Cristina (your wife) does some incredible desserts, like the Irish car bomb chocolate wedding cake. Tell us more!
It was pretty incredible. Actually, we have a customer who manages a local restaurant that is getting married in July. Both love mint, chocolate and a good drink; so Chef Stina (Cristina) made a dark chocolate Guinness stout cake with mint Bailey's Irish cream buttercream with Andes mint pieces, and Jameson Irish whiskey ganache for a tasting cake. It was really delicious, from what I hear.
That reminds us . . . . do you eat chocolate?
Sadly, no. Though it's not because I don't like chocolate; it's just that I am allergic to it. I find this funny, since I started in pastry, and I am unable to taste any chocolate desserts. Thankfully my pastry chef has no such allergies and makes one hell of a Mexican hot chocolate buttercream.
I'm supposed to ask about the amount of cheesecake you've consumed.
I would have to say close to 100-pounds at this point. I used to love it as a kid, and would ask for them every year on my birthday. Back when we first got started with perfecting the cheesecake we sell on the truck today, I made a lot of cheesecake and tasted them all. After a while I learned to give them away to friends and neighbors. . . they were very happy, and my gut got a break.
One food you can't live without:
A really good burger with a fried egg and grilled onions. Damn. Now I'm hungry. The Frenchie here is pretty amazing, though.
Where was your most recent meal?
Lola Gaspar. I had the grilled chicken piadina sandwich. It was excellent.
Best culinary tip for the home cook:
Play with your food, take chances, and be passionate about what you're cooking. If you don't love what you're cooking, don't make it.
What do you think of people who take photographs of their food?
Honestly I kinda dig it. I seldom get to go out to eat these days, so I love to see what other chefs out there are doing.
Chef Luis over at Lola Gaspar. He is a damn good chef. And for him, it's all about the food.
Besides the ones you've worked on, do you have any favorite trucks, or ones you've been wanting to check out?
Dogzilla, Tasting Spoon, Dos Chinos, and Burnt (Truck). I am always stoked when I get to work a stop with them because I get to have their food.
Weirdest thing you've ever eaten:
I don't know if I would call any food weird, just not something I am used to. I recently had some sweetbreads and blood sausage that Esteban made for us on Barcelona OnTheGo. I had not until that point had either, and they were pretty awesome.

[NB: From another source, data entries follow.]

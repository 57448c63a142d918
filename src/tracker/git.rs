//! Thin async wrapper around the `git` CLI plus parsers for its porcelain output.
//!
//! Commands against the main checkout go through [`RepoMutex`](super::RepoMutex);
//! commands inside a private worktree call [`run_git`] directly.

use std::path::Path;
use std::process::Stdio;
use std::time::Duration;

use tokio::process::Command;
use tracing::debug;

use crate::errors::GitError;

pub const DEFAULT_GIT_TIMEOUT: Duration = Duration::from_secs(120);

/// Captured result of one git invocation.
#[derive(Debug, Clone, PartialEq, Eq)]
pub struct GitOutput {
    pub code: i32,
    pub stdout: String,
    pub stderr: String,
}

impl GitOutput {
    pub fn success(&self) -> bool {
        self.code == 0
    }

    /// Non-empty stdout lines, untrimmed (porcelain status depends on leading spaces).
    pub fn lines(&self) -> impl Iterator<Item = &str> {
        self.stdout.lines().filter(|l| !l.trim().is_empty())
    }

    /// Turn a non-zero exit into a [`GitError::CommandFailed`].
    pub fn check(self, args: &[&str]) -> Result<GitOutput, GitError> {
        if self.success() {
            Ok(self)
        } else {
            Err(GitError::CommandFailed {
                args: args.join(" "),
                code: self.code,
                stderr: self.stderr.trim().to_string(),
            })
        }
    }
}

/// Run `git <args>` in `cwd`. A non-zero exit is returned as data, not an error;
/// spawn failures and timeouts are errors. The child is killed on timeout.
pub async fn run_git(args: &[&str], cwd: &Path, timeout: Duration) -> Result<GitOutput, GitError> {
    let joined = args.join(" ");
    debug!(cwd = %cwd.display(), "git {}", joined);

    let child = Command::new("git")
        .args(args)
        .current_dir(cwd)
        .env("GIT_TERMINAL_PROMPT", "0")
        .env("GIT_MERGE_AUTOEDIT", "no")
        .env("GIT_EDITOR", "true")
        .stdin(Stdio::null())
        .stdout(Stdio::piped())
        .stderr(Stdio::piped())
        .kill_on_drop(true)
        .spawn()
        .map_err(|source| GitError::SpawnFailed {
            args: joined.clone(),
            source,
        })?;

    let output = match tokio::time::timeout(timeout, child.wait_with_output()).await {
        Ok(result) => result.map_err(|source| GitError::SpawnFailed {
            args: joined.clone(),
            source,
        })?,
        Err(_) => {
            return Err(GitError::TimedOut {
                args: joined,
                timeout,
            });
        }
    };

    Ok(GitOutput {
        code: output.status.code().unwrap_or(-1),
        stdout: String::from_utf8_lossy(&output.stdout).into_owned(),
        stderr: String::from_utf8_lossy(&output.stderr).into_owned(),
    })
}

/// Run and require success.
pub async fn run_git_checked(
    args: &[&str],
    cwd: &Path,
    timeout: Duration,
) -> Result<GitOutput, GitError> {
    run_git(args, cwd, timeout).await?.check(args)
}

/// One entry of `git status --porcelain` (v1).
#[derive(Debug, Clone, PartialEq, Eq, Hash, PartialOrd, Ord)]
pub struct StatusEntry {
    /// Two-character XY status code, e.g. `" M"`, `"??"`, `"A "`.
    pub code: String,
    pub path: String,
}

impl StatusEntry {
    pub fn is_untracked(&self) -> bool {
        self.code == "??"
    }

    /// Added to the index but not present in HEAD.
    pub fn is_added(&self) -> bool {
        self.code.starts_with('A')
    }
}

/// Parse `git status --porcelain` output. Renames report the new path.
pub fn parse_porcelain(stdout: &str) -> Vec<StatusEntry> {
    stdout
        .lines()
        .filter(|line| line.len() > 3)
        .filter_map(|line| {
            let code = line.get(..2)?.to_string();
            let mut path = line.get(3..)?;
            if let Some((_, new)) = path.split_once(" -> ") {
                path = new;
            }
            Some(StatusEntry {
                code,
                path: unquote(path),
            })
        })
        .collect()
}

/// Parse `git diff --name-only` output.
pub fn parse_name_only(stdout: &str) -> Vec<String> {
    stdout
        .lines()
        .map(str::trim)
        .filter(|l| !l.is_empty())
        .map(unquote)
        .collect()
}

/// Strip git's C-style quoting from paths containing spaces or special characters.
fn unquote(path: &str) -> String {
    let trimmed = path.trim();
    match trimmed
        .strip_prefix('"')
        .and_then(|rest| rest.strip_suffix('"'))
    {
        Some(inner) => inner.replace("\\\"", "\"").replace("\\\\", "\\"),
        None => trimmed.to_string(),
    }
}

#[cfg(test)]
mod tests {
    use super::*;
    use crate::test_support::init_repo;

    #[test]
    fn test_parse_porcelain_codes_and_paths() {
        let entries = parse_porcelain(
            " M src/lib.rs\n?? notes.txt\nA  new.rs\nR  old.rs -> renamed.rs\n?? \"with space.md\"\n",
        );
        assert_eq!(entries.len(), 5);
        assert_eq!(entries[0].code, " M");
        assert_eq!(entries[0].path, "src/lib.rs");
        assert!(entries[1].is_untracked());
        assert!(entries[2].is_added());
        assert_eq!(entries[3].path, "renamed.rs");
        assert_eq!(entries[4].path, "with space.md");
    }

    #[test]
    fn test_parse_porcelain_empty() {
        assert!(parse_porcelain("").is_empty());
        assert!(parse_porcelain("\n").is_empty());
    }

    #[test]
    fn test_parse_name_only() {
        assert_eq!(
            parse_name_only("src/a.rs\n\nsrc/b.rs\n"),
            vec!["src/a.rs".to_string(), "src/b.rs".to_string()]
        );
    }

    #[tokio::test]
    async fn test_run_git_reports_exit_codes() {
        let dir = init_repo();
        let ok = run_git(&["status", "--porcelain"], dir.path(), DEFAULT_GIT_TIMEOUT)
            .await
            .unwrap();
        assert!(ok.success());
        assert!(ok.stdout.trim().is_empty());

        let bad = run_git(&["rev-parse", "no-such-ref"], dir.path(), DEFAULT_GIT_TIMEOUT)
            .await
            .unwrap();
        assert!(!bad.success());
        assert!(bad.clone().check(&["rev-parse", "no-such-ref"]).is_err());
    }

    #[tokio::test]
    async fn test_run_git_sees_untracked_file() {
        let dir = init_repo();
        std::fs::write(dir.path().join("scratch.txt"), "x").unwrap();
        let out = run_git_checked(&["status", "--porcelain"], dir.path(), DEFAULT_GIT_TIMEOUT)
            .await
            .unwrap();
        let entries = parse_porcelain(&out.stdout);
        assert_eq!(entries.len(), 1);
        assert!(entries[0].is_untracked());
        assert_eq!(entries[0].path, "scratch.txt");
    }
}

Time to explain Old McDonald.
Ha! It's what my son calls McDonalds. He will fight you to the death if you try to tell him he is wrong. When he was younger, I took him to Old McDonalds and asked him if he wanted a chicken snack wrap, but ended up just giving him some fries.The next week, while in Oakland with my in-laws, we went to a authentic Chinese restaurant. He sat down and told the server (in a very matter-of-fact way) “Chick-o-nack please” and we almost ended up with a large order of chicken necks.
You're making breakfast. What are you having?
Fried egg sandwich with avocado, tomato, applewood smoked bacon, havarti cheese, and balsamic mustard. And an Americano with cream and raw sugar.
Weirdest customer request (and did you do it?):
Personally I have had some heartbreaking requests from customers, like overcooking the filet mignon to well-done, but I have not gotten any weird ones. My line cook who used to work with me on Barcelona OntheGo had someone ask for a chicken quesadilla with no cheese. Yeah, that's just chicken in a tortilla.